The Critical Minerals Front of European Rearmament
How the EU Critical Raw Materials Act is reshaping defence supply-chain resilience
Europe’s defence-industrial recovery will not be determined only by higher military budgets, new procurement programmes or the expansion of final assembly capacity. It will also depend on whether European and allied industry can secure the upstream materials that make advanced defence production possible: rare earths for permanent magnets, gallium and germanium for high-performance electronics, titanium for aerospace structures, tungsten for ammunition and kinetic systems, and a wider set of strategic inputs embedded in sensors, radar, missiles, drones, satellites, naval platforms and propulsion systems. The EU Critical Raw Materials Act has therefore become a defence-industrial instrument in substance, even if it was not designed as a defence regulation. Its central relevance lies in the attempt to reduce dependence on concentrated, and in several cases Chinese-dominated, processing and supply chains before the next material shock reaches Europe’s defence production base.
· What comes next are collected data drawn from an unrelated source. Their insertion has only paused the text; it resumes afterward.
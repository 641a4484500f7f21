use std::collections::HashMap;
use std::io::{self, Write};

use crossterm::queue;
use crossterm::style::{ContentStyle, Print};
use serde::Serialize;

use super::sanitize::strip_escape_sequences;
use super::theme;
use crate::protocol::types::{
    Item, ItemEvent, ItemKind, ItemPhase, ThreadEvent, ThreadRequest, Usage,
};

/// Display configuration for the renderer.
#[derive(Debug, Default, Clone, Copy)]
pub struct RendererConfig {
    /// Style labels with ANSI colors. Off when stdout is not a terminal.
    pub color: bool,
}

/// One output line with its display role.
#[derive(Debug, Clone, PartialEq)]
enum Line {
    Header(String),
    Label(&'static str),
    Detail(String),
    Body(String),
    Error(String),
}

impl Line {
    fn text(&self) -> &str {
        match self {
            Line::Header(s) | Line::Detail(s) | Line::Body(s) | Line::Error(s) => s.as_str(),
            Line::Label(s) => *s,
        }
    }

    fn style(&self) -> Option<ContentStyle> {
        match self {
            Line::Header(_) => Some(theme::thread_header()),
            Line::Label(_) => Some(theme::label()),
            Line::Detail(_) => Some(theme::dim()),
            Line::Error(_) => Some(theme::error()),
            Line::Body(_) => None,
        }
    }
}

/// Turns decoded events into human-readable text blocks.
///
/// One renderer per session. It remembers which command executions are still
/// running so a completion that omits its command can be labelled.
pub struct Renderer<W: Write = io::Stdout> {
    /// Item id → command, between an execution's start and completion.
    pending_commands: HashMap<String, String>,
    /// Session id from the first `thread.started` / `thread.resumed`.
    session_id: Option<String>,
    config: RendererConfig,
    out: W,
}

impl<W: Write> Renderer<W> {
    pub fn with_writer(writer: W) -> Self {
        Self {
            pending_commands: HashMap::new(),
            session_id: None,
            config: RendererConfig::default(),
            out: writer,
        }
    }

    pub fn set_color(&mut self, color: bool) {
        self.config.color = color;
    }

    pub fn session_id(&self) -> Option<&str> {
        self.session_id.as_deref()
    }

    /// Number of command executions started but not yet completed.
    pub fn pending_commands(&self) -> usize {
        self.pending_commands.len()
    }

    pub fn into_inner(self) -> W {
        self.out
    }

    /// Render an event to the output writer.
    pub fn render_event(&mut self, event: &ThreadEvent) {
        let lines = self.event_lines(event);
        self.write_lines(&lines);
    }

    /// Render an event as plain text without writing it. Updates state the
    /// same way [`Renderer::render_event`] does.
    #[cfg(test)]
    fn format_event(&mut self, event: &ThreadEvent) -> Option<String> {
        let lines = self.event_lines(event);
        if lines.is_empty() {
            return None;
        }
        let mut text = lines.iter().map(Line::text).collect::<Vec<_>>().join("\n");
        text.push('\n');
        Some(text)
    }

    /// Echo a line that was not a JSON event.
    pub fn render_raw(&mut self, line: &str) {
        let line = line.trim();
        if line.is_empty() {
            return;
        }
        queue!(self.out, Print(line), Print("\n")).ok();
        self.out.flush().ok();
    }

    // --- Internal ---

    fn write_lines(&mut self, lines: &[Line]) {
        if lines.is_empty() {
            return;
        }
        for line in lines {
            match line.style() {
                Some(style) if self.config.color => {
                    queue!(self.out, Print(style.apply(line.text())), Print("\n")).ok();
                }
                _ => {
                    queue!(self.out, Print(line.text()), Print("\n")).ok();
                }
            }
        }
        self.out.flush().ok();
    }

    fn event_lines(&mut self, event: &ThreadEvent) -> Vec<Line> {
        let lines = match event {
            ThreadEvent::ThreadRequest(request) => request_lines(request),
            ThreadEvent::ThreadStarted(started) => {
                self.remember_session(started.thread_id.as_deref());
                self.thread_lines("thread started")
            }
            ThreadEvent::ThreadResumed(resumed) => {
                self.remember_session(resumed.thread_id.as_deref());
                self.thread_lines("thread resumed")
            }
            ThreadEvent::TurnStarted => Vec::new(),
            ThreadEvent::TurnCompleted(completed) => {
                completed.usage().map(usage_lines).unwrap_or_default()
            }
            ThreadEvent::Item(item_event) => self.item_lines(item_event),
            ThreadEvent::Unknown { event_type, raw } => vec![
                Line::Detail(format!("event: {event_type}")),
                Line::Body(pretty(raw)),
            ],
        };
        lines
            .into_iter()
            .filter(|line| !line.text().is_empty())
            .collect()
    }

    fn remember_session(&mut self, thread_id: Option<&str>) {
        if self.session_id.is_none()
            && let Some(id) = thread_id.filter(|id| !id.is_empty())
        {
            self.session_id = Some(id.to_string());
        }
    }

    fn thread_lines(&self, header: &str) -> Vec<Line> {
        let mut lines = vec![Line::Header(header.to_string())];
        if let Some(id) = &self.session_id {
            lines.push(Line::Detail(format!("session id: {id}")));
        }
        lines
    }

    fn item_lines(&mut self, event: &ItemEvent) -> Vec<Line> {
        let item = &event.item;
        match item.kind() {
            ItemKind::Reasoning => text_block("thinking", item),
            ItemKind::AgentMessage => text_block("codex", item),
            ItemKind::CommandExecution => self.command_lines(event.phase, item),
            ItemKind::Other(subtype) => {
                let subtype = if subtype.is_empty() { "unknown" } else { subtype };
                vec![
                    Line::Detail(format!("item ({subtype}) {}", event.phase.as_str())),
                    Line::Body(pretty(&item.raw)),
                ]
            }
        }
    }

    fn command_lines(&mut self, phase: ItemPhase, item: &Item) -> Vec<Line> {
        let mut command = item.command.clone().unwrap_or_default();
        let id = item.id.as_deref().filter(|id| !id.is_empty());

        if phase == ItemPhase::Started {
            if let Some(id) = id {
                self.pending_commands.insert(id.to_string(), command.clone());
            }
            return vec![Line::Label("exec"), Line::Body(command)];
        }

        let pending = id.and_then(|id| self.pending_commands.get(id)).cloned();
        let was_started = pending.is_some();
        if command.is_empty()
            && let Some(recorded) = pending
        {
            command = recorded;
        }
        if phase == ItemPhase::Completed
            && let Some(id) = id
        {
            self.pending_commands.remove(id);
        }

        let output = strip_escape_sequences(item.aggregated_output.as_deref().unwrap_or_default());
        let output = output.trim_end_matches('\n');

        let mut lines = Vec::new();
        if phase == ItemPhase::Completed && !was_started && !command.is_empty() {
            lines.push(Line::Label("exec"));
            lines.push(Line::Body(command));
        }
        if !output.is_empty() {
            lines.push(Line::Body(output.to_string()));
        }
        if phase == ItemPhase::Completed
            && let Some(code) = item.exit_code
        {
            let text = format!("exit code: {code}");
            lines.push(if code == 0 {
                Line::Detail(text)
            } else {
                Line::Error(text)
            });
        }
        lines
    }
}

fn request_lines(request: &ThreadRequest) -> Vec<Line> {
    let mut lines = vec![Line::Header("thread request".to_string())];
    if let Some(instructions) = trimmed(request.instructions.as_deref()) {
        lines.push(Line::Body(format!("instructions: {instructions}")));
    }
    if let Some(task) = trimmed(request.task.as_deref()) {
        lines.push(Line::Body(format!("task: {task}")));
    }
    lines
}

/// `thinking` / `codex` blocks. Nothing at all when the item has no text.
fn text_block(label: &'static str, item: &Item) -> Vec<Line> {
    match trimmed(item.text.as_deref()) {
        Some(text) => vec![Line::Label(label), Line::Body(text.to_string())],
        None => Vec::new(),
    }
}

fn usage_lines(usage: Usage) -> Vec<Line> {
    let mut lines = vec![Line::Label("tokens used")];
    if let Some(input) = usage.input_tokens {
        let mut line = format!("input: {}", group_thousands(input));
        if let Some(cached) = usage.cached_input_tokens {
            line.push_str(&format!(" (cached: {})", group_thousands(cached)));
        }
        lines.push(Line::Detail(line));
    }
    if let Some(output) = usage.output_tokens {
        lines.push(Line::Detail(format!("output: {}", group_thousands(output))));
    }
    lines
}

fn trimmed(text: Option<&str>) -> Option<&str> {
    text.map(str::trim).filter(|t| !t.is_empty())
}

fn pretty<T: Serialize>(value: &T) -> String {
    serde_json::to_string_pretty(value).unwrap_or_else(|_| "{}".to_string())
}

/// Format a count with `,` thousands separators: `1234567` → `1,234,567`.
fn group_thousands(n: u64) -> String {
    let digits = n.to_string();
    let mut out = String::with_capacity(digits.len() + digits.len() / 3);
    for (i, ch) in digits.chars().enumerate() {
        if i > 0 && (digits.len() - i) % 3 == 0 {
            out.push(',');
        }
        out.push(ch);
    }
    out
}
use std::path::PathBuf;

use clap::{Parser, Subcommand};

#[derive(Parser, Debug)]
#[command(
    name = "agent-relay",
    about = "Stream, log, and render headless Codex sessions, and inspect their transcripts",
    version
)]
pub struct Cli {
    /// Config file. Default: .agent-relay/config.toml in the current directory.
    #[arg(long, global = true)]
    pub config: Option<PathBuf>,

    #[command(subcommand)]
    pub command: Command,
}

#[derive(Subcommand, Debug)]
pub enum Command {
    /// Run a headless codex session and record it to a JSONL log.
    Run {
        /// Task for the agent.
        #[arg(long)]
        task: Option<String>,

        /// Instructions placed ahead of the task.
        #[arg(long)]
        instructions: Option<String>,

        /// JSON object of extra fields for the session's request event.
        #[arg(long, value_name = "JSON")]
        meta: Option<String>,

        /// Resume an existing codex thread.
        #[arg(long, value_name = "THREAD_ID")]
        resume: Option<String>,

        /// Directory to run the agent in.
        #[arg(long)]
        workspace: Option<PathBuf>,

        #[arg(long)]
        model: Option<String>,

        /// Reasoning effort (for example low, medium, high).
        #[arg(long)]
        reasoning: Option<String>,

        /// Extra arguments to pass through to codex (after --).
        #[arg(last = true)]
        codex_args: Vec<String>,
    },

    /// Inspect a recorded session.
    Transcript {
        #[command(subcommand)]
        view: TranscriptCommand,
    },
}

#[derive(Subcommand, Debug)]
pub enum TranscriptCommand {
    /// Every event in the log.
    Show(TranscriptArgs),
    /// Todo items with their latest status.
    Todos(TranscriptArgs),
    /// Actions grouped by turn.
    Turns(TranscriptArgs),
    /// Token usage summed over all turns.
    Usage(TranscriptArgs),
}

#[derive(clap::Args, Debug)]
pub struct TranscriptArgs {
    #[arg(value_name = "SESSION_ID")]
    pub session_id: String,

    #[arg(long, default_value = "codex")]
    pub provider: String,
}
The report first examines the legal architecture of Regulation (EU) 2024/1252, correcting the common misconception that the 65% benchmark is a domestic production target rather than a maximum dependency threshold on a single third country. It then maps the defence relevance of the main strategic raw materials, analyses China’s leverage in processing, refining, separation, magnet production and export controls, and assesses the CRMA’s implementation tools, including Strategic Projects, demand aggregation, stockpiling and financing support. The second half connects the CRMA to EDIP, SAFE and European defence-industrial readiness, before turning to allied supply-chain architecture through the G7, EU-Australia partnership, Minerals Security Partnership, Quad framework and the US comparison with the Inflation Reduction Act and Defense Production Act Title III. The final section translates these findings into implications for defence primes, M&A advisers, private capital, banks, law firms, sovereign investors and public authorities.